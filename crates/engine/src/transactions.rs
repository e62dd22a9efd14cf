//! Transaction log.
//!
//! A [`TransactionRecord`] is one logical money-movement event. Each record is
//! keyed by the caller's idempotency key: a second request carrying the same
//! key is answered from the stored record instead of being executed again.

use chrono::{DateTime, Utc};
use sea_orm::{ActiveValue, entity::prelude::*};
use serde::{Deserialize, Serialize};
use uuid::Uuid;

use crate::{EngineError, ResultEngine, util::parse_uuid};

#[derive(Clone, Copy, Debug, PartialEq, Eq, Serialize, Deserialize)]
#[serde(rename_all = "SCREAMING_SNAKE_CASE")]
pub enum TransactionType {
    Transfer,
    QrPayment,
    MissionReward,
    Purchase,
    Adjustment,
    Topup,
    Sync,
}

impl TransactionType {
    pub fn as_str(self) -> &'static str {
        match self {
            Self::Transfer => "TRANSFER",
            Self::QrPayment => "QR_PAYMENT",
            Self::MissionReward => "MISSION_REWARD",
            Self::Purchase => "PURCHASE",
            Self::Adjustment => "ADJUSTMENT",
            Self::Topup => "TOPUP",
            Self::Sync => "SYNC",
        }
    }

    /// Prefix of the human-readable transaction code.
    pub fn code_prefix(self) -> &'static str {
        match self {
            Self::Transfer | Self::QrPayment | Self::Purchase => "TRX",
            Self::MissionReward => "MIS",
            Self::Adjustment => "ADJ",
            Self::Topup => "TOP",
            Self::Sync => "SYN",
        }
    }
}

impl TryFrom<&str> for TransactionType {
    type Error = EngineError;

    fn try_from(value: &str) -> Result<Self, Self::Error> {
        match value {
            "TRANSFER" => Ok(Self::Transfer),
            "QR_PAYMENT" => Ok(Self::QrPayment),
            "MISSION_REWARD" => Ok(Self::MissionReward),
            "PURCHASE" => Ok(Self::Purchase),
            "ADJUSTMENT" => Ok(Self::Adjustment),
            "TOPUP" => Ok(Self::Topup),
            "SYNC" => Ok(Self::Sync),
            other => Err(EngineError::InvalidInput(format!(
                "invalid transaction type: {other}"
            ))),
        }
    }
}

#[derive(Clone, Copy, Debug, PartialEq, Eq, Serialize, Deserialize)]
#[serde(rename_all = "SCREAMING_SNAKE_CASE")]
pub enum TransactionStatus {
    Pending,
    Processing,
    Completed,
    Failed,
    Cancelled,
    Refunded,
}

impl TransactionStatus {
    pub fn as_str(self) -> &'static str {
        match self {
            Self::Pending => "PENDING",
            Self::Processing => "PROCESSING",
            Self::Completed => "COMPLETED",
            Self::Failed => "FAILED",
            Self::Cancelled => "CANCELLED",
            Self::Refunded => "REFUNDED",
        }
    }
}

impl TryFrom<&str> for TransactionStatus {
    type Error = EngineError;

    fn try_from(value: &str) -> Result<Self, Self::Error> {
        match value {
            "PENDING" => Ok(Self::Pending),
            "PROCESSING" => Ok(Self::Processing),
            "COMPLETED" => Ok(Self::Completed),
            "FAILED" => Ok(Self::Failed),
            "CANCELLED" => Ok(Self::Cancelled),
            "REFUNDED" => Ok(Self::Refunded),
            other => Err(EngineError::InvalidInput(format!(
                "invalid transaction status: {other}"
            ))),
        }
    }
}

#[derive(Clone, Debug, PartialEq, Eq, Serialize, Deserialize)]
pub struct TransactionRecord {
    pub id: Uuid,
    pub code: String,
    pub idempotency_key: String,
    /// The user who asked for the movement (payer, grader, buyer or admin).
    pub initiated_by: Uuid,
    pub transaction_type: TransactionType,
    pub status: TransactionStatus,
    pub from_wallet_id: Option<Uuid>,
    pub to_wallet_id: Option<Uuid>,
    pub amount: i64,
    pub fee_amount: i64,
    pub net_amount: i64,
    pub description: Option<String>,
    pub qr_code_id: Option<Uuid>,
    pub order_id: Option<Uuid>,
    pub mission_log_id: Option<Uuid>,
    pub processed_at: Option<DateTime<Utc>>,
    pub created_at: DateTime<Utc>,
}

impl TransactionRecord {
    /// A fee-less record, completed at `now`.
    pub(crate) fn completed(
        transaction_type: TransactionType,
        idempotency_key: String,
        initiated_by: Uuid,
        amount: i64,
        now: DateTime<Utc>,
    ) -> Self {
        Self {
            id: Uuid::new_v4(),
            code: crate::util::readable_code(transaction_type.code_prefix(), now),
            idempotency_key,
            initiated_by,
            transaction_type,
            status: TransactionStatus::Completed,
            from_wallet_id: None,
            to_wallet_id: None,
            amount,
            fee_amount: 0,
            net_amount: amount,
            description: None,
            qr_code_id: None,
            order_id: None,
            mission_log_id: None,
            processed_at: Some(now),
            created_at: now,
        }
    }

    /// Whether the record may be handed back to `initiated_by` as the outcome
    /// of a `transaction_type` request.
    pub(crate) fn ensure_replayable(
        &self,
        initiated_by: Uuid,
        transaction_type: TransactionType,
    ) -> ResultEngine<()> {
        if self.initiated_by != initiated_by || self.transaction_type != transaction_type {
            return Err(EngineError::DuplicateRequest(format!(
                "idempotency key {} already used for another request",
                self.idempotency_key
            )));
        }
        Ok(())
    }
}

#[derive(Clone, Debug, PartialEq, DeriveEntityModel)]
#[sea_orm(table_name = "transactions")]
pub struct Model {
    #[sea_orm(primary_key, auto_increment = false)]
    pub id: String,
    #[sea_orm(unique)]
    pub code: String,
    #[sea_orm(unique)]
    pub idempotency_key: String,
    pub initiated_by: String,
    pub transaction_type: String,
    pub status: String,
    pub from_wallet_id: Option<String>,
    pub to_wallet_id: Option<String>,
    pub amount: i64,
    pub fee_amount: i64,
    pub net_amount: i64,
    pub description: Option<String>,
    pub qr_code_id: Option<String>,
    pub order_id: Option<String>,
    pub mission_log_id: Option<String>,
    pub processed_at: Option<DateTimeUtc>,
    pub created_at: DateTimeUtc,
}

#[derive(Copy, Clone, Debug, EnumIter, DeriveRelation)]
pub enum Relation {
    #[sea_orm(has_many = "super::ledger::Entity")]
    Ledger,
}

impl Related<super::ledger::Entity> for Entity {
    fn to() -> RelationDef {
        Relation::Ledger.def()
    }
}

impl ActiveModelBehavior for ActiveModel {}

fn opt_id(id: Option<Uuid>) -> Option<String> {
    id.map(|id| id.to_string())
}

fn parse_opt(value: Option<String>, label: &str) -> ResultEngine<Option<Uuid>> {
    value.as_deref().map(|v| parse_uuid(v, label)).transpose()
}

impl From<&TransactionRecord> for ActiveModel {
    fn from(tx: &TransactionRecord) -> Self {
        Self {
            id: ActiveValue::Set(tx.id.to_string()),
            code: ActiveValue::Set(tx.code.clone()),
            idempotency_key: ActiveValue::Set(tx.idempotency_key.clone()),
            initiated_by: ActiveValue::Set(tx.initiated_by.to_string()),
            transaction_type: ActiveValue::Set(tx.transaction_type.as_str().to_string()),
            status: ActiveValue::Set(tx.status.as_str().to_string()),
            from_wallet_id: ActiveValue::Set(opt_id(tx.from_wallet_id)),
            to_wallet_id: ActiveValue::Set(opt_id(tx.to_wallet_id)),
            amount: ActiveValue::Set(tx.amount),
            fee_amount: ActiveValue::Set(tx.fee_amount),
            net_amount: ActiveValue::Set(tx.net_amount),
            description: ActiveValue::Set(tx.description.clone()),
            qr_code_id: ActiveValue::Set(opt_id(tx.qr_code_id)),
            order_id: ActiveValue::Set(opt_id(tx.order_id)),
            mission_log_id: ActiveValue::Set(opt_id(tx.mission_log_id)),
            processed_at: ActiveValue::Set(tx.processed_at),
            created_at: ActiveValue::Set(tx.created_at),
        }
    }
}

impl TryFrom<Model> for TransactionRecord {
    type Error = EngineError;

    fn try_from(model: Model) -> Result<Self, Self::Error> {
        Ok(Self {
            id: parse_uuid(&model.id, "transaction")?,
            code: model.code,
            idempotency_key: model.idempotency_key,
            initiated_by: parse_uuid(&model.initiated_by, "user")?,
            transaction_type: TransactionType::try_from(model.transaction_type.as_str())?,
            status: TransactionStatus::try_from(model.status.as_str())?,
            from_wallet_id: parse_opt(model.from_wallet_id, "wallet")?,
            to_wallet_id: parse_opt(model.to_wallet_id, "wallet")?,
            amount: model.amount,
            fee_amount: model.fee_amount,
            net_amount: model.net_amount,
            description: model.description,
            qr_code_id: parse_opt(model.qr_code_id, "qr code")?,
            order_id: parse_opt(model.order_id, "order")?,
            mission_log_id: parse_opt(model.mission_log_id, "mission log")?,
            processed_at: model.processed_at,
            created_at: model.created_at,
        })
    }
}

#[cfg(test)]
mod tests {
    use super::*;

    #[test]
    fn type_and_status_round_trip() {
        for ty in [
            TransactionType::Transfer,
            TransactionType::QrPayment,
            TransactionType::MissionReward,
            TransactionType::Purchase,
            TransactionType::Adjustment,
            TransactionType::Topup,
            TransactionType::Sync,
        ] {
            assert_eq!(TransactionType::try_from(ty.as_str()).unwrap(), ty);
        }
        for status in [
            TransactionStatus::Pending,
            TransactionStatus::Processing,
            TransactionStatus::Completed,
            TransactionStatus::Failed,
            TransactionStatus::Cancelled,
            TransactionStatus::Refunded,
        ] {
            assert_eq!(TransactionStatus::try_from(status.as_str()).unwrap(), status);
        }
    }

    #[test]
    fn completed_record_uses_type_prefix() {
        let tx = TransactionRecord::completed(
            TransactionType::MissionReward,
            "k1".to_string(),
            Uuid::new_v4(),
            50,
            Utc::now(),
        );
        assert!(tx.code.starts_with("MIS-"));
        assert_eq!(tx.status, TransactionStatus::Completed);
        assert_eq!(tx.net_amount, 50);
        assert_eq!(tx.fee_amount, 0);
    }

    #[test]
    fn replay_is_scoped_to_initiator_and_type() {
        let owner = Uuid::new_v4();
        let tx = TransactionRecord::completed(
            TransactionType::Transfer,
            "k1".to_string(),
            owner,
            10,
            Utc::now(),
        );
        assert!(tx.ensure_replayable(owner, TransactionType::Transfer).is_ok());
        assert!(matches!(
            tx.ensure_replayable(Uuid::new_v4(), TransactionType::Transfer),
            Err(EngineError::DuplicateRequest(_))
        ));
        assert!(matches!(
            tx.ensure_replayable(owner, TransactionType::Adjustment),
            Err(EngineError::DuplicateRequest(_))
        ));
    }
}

**Problem**
Once you have located every line with the word "Refunded" in the material above, list those lines.

**Problem solution**
    Refunded,
            Self::Refunded => "REFUNDED",
            "REFUNDED" => Ok(Self::Refunded),
            TransactionStatus::Refunded,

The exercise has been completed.